AVAILABLE DATA START

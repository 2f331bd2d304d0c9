//! Pendant SDK - 自动化悬滴表面张力测量
//!
//! 在液体处理机器人上形成悬滴、拍摄剪影，并把剪影换算成动态表面张力时间序列。
//!
//! # 架构设计
//!
//! 从底层到高层：
//!
//! - **协议层** (`protocol`): 共享数据类型（孔位、浓度、采样、时间序列）
//! - **设备层** (`hal`): 机器人命令接口与相机接口（不透明设备）
//! - **库存层** (`inventory`): 容器体积、液面高度与浓度
//! - **分析层** (`analysis`): 图像 → 表面张力的纯几何算法
//! - **驱动层** (`driver`): 相机采集与分析线程
//! - **客户端层** (`client`): 移液器状态机、空气隔断、梯度稀释
//! - **控制层** (`control`): 液滴管理器（重试与恢复）、逐孔测量
//! - **工具** (`tools`): 统计、体积建议、CSV 记录
//!
//! # 快速开始
//!
//! ```rust,no_run
//! use pendant_sdk::prelude::*;
//!
//! pendant_sdk::init_logger();
//! let layout = Layout::load("layout.toml")?;
//! let inventory = Inventory::from_layout(&layout)?;
//! # Ok::<(), Box<dyn std::error::Error>>(())
//! ```

pub use pendant_analysis as analysis;
pub use pendant_client as client;
pub use pendant_control as control;
pub use pendant_driver as driver;
pub use pendant_hal as hal;
pub use pendant_inventory as inventory;
pub use pendant_protocol as protocol;
pub use pendant_tools as tools;

mod logging;
pub mod prelude;

pub use logging::{init_logger, init_logger_with};

// 常用入口
pub use pendant_analysis::{AnalysisError, AnalyzerConfig, DropShapeAnalyzer};
pub use pendant_client::{Pipette, PipetteError};
pub use pendant_control::{ControlError, DropletManager, ExperimentConfig, WellMeasurementRun};
pub use pendant_driver::{DriverError, PendantDropCamera};
pub use pendant_hal::{CameraDevice, RobotApi, RobotError};
pub use pendant_inventory::{Inventory, InventoryError, Layout};
//! 表面张力测量数据

/// 单个表面张力采样点
#[derive(Debug, Clone, Copy, PartialEq)]
#[cfg_attr(feature = "serde", derive(serde::Serialize, serde::Deserialize))]
pub struct Sample {
    /// 自开始采集以来经过的时间（秒）
    pub elapsed_s: f64,
    /// 表面张力（mN/m）
    pub surface_tension: f64,
}

impl Sample {
    pub fn new(elapsed_s: f64, surface_tension: f64) -> Self {
        Self {
            elapsed_s,
            surface_tension,
        }
    }
}

/// 动态表面张力时间序列
///
/// 单次测量期间只追加，由 `initialize_measurement` 重置。
#[derive(Debug, Clone, Default, PartialEq)]
#[cfg_attr(feature = "serde", derive(serde::Serialize, serde::Deserialize))]
pub struct TimeSeries {
    samples: Vec<Sample>,
}

impl TimeSeries {
    pub fn new() -> Self {
        Self::default()
    }

    pub fn push(&mut self, sample: Sample) {
        self.samples.push(sample);
    }

    pub fn clear(&mut self) {
        self.samples.clear();
    }

    pub fn len(&self) -> usize {
        self.samples.len()
    }

    pub fn is_empty(&self) -> bool {
        self.samples.is_empty()
    }

    pub fn last(&self) -> Option<&Sample> {
        self.samples.last()
    }

    pub fn samples(&self) -> &[Sample] {
        &self.samples
    }

    pub fn iter(&self) -> impl Iterator<Item = &Sample> {
        self.samples.iter()
    }

    /// 仅表面张力列
    pub fn surface_tensions(&self) -> Vec<f64> {
        self.samples.iter().map(|s| s.surface_tension).collect()
    }
}

impl From<Vec<Sample>> for TimeSeries {
    fn from(samples: Vec<Sample>) -> Self {
        Self { samples }
    }
}

impl Extend<Sample> for TimeSeries {
    fn extend<I: IntoIterator<Item = Sample>>(&mut self, iter: I) {
        self.samples.extend(iter);
    }
}

/// 单次液滴尝试的参数
#[derive(Debug, Clone, Copy, PartialEq)]
#[cfg_attr(feature = "serde", derive(serde::Serialize, serde::Deserialize))]
pub struct DropParameters {
    /// 液滴体积（µL）
    pub drop_volume_ul: f64,
    /// 分液流速（µL/s）
    pub flow_rate_ul_s: f64,
    /// 最长测量时间（秒）
    pub max_measure_time_s: f64,
    /// 尝试序号（从 1 开始）
    pub drop_count: u32,
}

impl DropParameters {
    pub fn new(drop_volume_ul: f64, flow_rate_ul_s: f64, max_measure_time_s: f64) -> Self {
        Self {
            drop_volume_ul,
            flow_rate_ul_s,
            max_measure_time_s,
            drop_count: 1,
        }
    }
}

/// 液滴几何量（像素）
#[derive(Debug, Clone, Copy, PartialEq)]
#[cfg_attr(feature = "serde", derive(serde::Serialize, serde::Deserialize))]
pub struct DropGeometry {
    /// 最大赤道直径 De
    pub de_px: f64,
    /// 距顶点 De 高度处的直径 Ds
    pub ds_px: f64,
    /// 形状因子 S = Ds / De
    pub shape_factor: f64,
}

AVAILABLE DATA END

WORK TO BE COMPLETED:
All records above need to be set down again exactly as written.

EXERCISE SOLUTION:
repository 2f331bd2d304d0c9
//! Pendant SDK - 自动化悬滴表面张力测量
//!
//! 在液体处理机器人上形成悬滴、拍摄剪影，并把剪影换算成动态表面张力时间序列。
//!
//! # 架构设计
//!
//! 从底层到高层：
//!
//! - **协议层** (`protocol`): 共享数据类型（孔位、浓度、采样、时间序列）
//! - **设备层** (`hal`): 机器人命令接口与相机接口（不透明设备）
//! - **库存层** (`inventory`): 容器体积、液面高度与浓度
//! - **分析层** (`analysis`): 图像 → 表面张力的纯几何算法
//! - **驱动层** (`driver`): 相机采集与分析线程
//! - **客户端层** (`client`): 移液器状态机、空气隔断、梯度稀释
//! - **控制层** (`control`): 液滴管理器（重试与恢复）、逐孔测量
//! - **工具** (`tools`): 统计、体积建议、CSV 记录
//!
//! # 快速开始
//!
//! ```rust,no_run
//! use pendant_sdk::prelude::*;
//!
//! pendant_sdk::init_logger();
//! let layout = Layout::load("layout.toml")?;
//! let inventory = Inventory::from_layout(&layout)?;
//! # Ok::<(), Box<dyn std::error::Error>>(())
//! ```

pub use pendant_analysis as analysis;
pub use pendant_client as client;
pub use pendant_control as control;
pub use pendant_driver as driver;
pub use pendant_hal as hal;
pub use pendant_inventory as inventory;
pub use pendant_protocol as protocol;
pub use pendant_tools as tools;

mod logging;
pub mod prelude;

pub use logging::{init_logger, init_logger_with};

// 常用入口
pub use pendant_analysis::{AnalysisError, AnalyzerConfig, DropShapeAnalyzer};
pub use pendant_client::{Pipette, PipetteError};
pub use pendant_control::{ControlError, DropletManager, ExperimentConfig, WellMeasurementRun};
pub use pendant_driver::{DriverError, PendantDropCamera};
pub use pendant_hal::{CameraDevice, RobotApi, RobotError};
pub use pendant_inventory::{Inventory, InventoryError, Layout};
//! 表面张力测量数据

/// 单个表面张力采样点
#[derive(Debug, Clone, Copy, PartialEq)]
#[cfg_attr(feature = "serde", derive(serde::Serialize, serde::Deserialize))]
pub struct Sample {
    /// 自开始采集以来经过的时间（秒）
    pub elapsed_s: f64,
    /// 表面张力（mN/m）
    pub surface_tension: f64,
}

impl Sample {
    pub fn new(elapsed_s: f64, surface_tension: f64) -> Self {
        Self {
            elapsed_s,
            surface_tension,
        }
    }
}

/// 动态表面张力时间序列
///
/// 单次测量期间只追加，由 `initialize_measurement` 重置。
#[derive(Debug, Clone, Default, PartialEq)]
#[cfg_attr(feature = "serde", derive(serde::Serialize, serde::Deserialize))]
pub struct TimeSeries {
    samples: Vec<Sample>,
}

impl TimeSeries {
    pub fn new() -> Self {
        Self::default()
    }

    pub fn push(&mut self, sample: Sample) {
        self.samples.push(sample);
    }

    pub fn clear(&mut self) {
        self.samples.clear();
    }

    pub fn len(&self) -> usize {
        self.samples.len()
    }

    pub fn is_empty(&self) -> bool {
        self.samples.is_empty()
    }

    pub fn last(&self) -> Option<&Sample> {
        self.samples.last()
    }

    pub fn samples(&self) -> &[Sample] {
        &self.samples
    }

    pub fn iter(&self) -> impl Iterator<Item = &Sample> {
        self.samples.iter()
    }

    /// 仅表面张力列
    pub fn surface_tensions(&self) -> Vec<f64> {
        self.samples.iter().map(|s| s.surface_tension).collect()
    }
}

impl From<Vec<Sample>> for TimeSeries {
    fn from(samples: Vec<Sample>) -> Self {
        Self { samples }
    }
}

impl Extend<Sample> for TimeSeries {
    fn extend<I: IntoIterator<Item = Sample>>(&mut self, iter: I) {
        self.samples.extend(iter);
    }
}

/// 单次液滴尝试的参数
#[derive(Debug, Clone, Copy, PartialEq)]
#[cfg_attr(feature = "serde", derive(serde::Serialize, serde::Deserialize))]
pub struct DropParameters {
    /// 液滴体积（µL）
    pub drop_volume_ul: f64,
    /// 分液流速（µL/s）
    pub flow_rate_ul_s: f64,
    /// 最长测量时间（秒）
    pub max_measure_time_s: f64,
    /// 尝试序号（从 1 开始）
    pub drop_count: u32,
}

impl DropParameters {
    pub fn new(drop_volume_ul: f64, flow_rate_ul_s: f64, max_measure_time_s: f64) -> Self {
        Self {
            drop_volume_ul,
            flow_rate_ul_s,
            max_measure_time_s,
            drop_count: 1,
        }
    }
}

/// 液滴几何量（像素）
#[derive(Debug, Clone, Copy, PartialEq)]
#[cfg_attr(feature = "serde", derive(serde::Serialize, serde::Deserialize))]
pub struct DropGeometry {
    /// 最大赤道直径 De
    pub de_px: f64,
    /// 距顶点 De 高度处的直径 Ds
    pub ds_px: f64,
    /// 形状因子 S = Ds / De
    pub shape_factor: f64,
}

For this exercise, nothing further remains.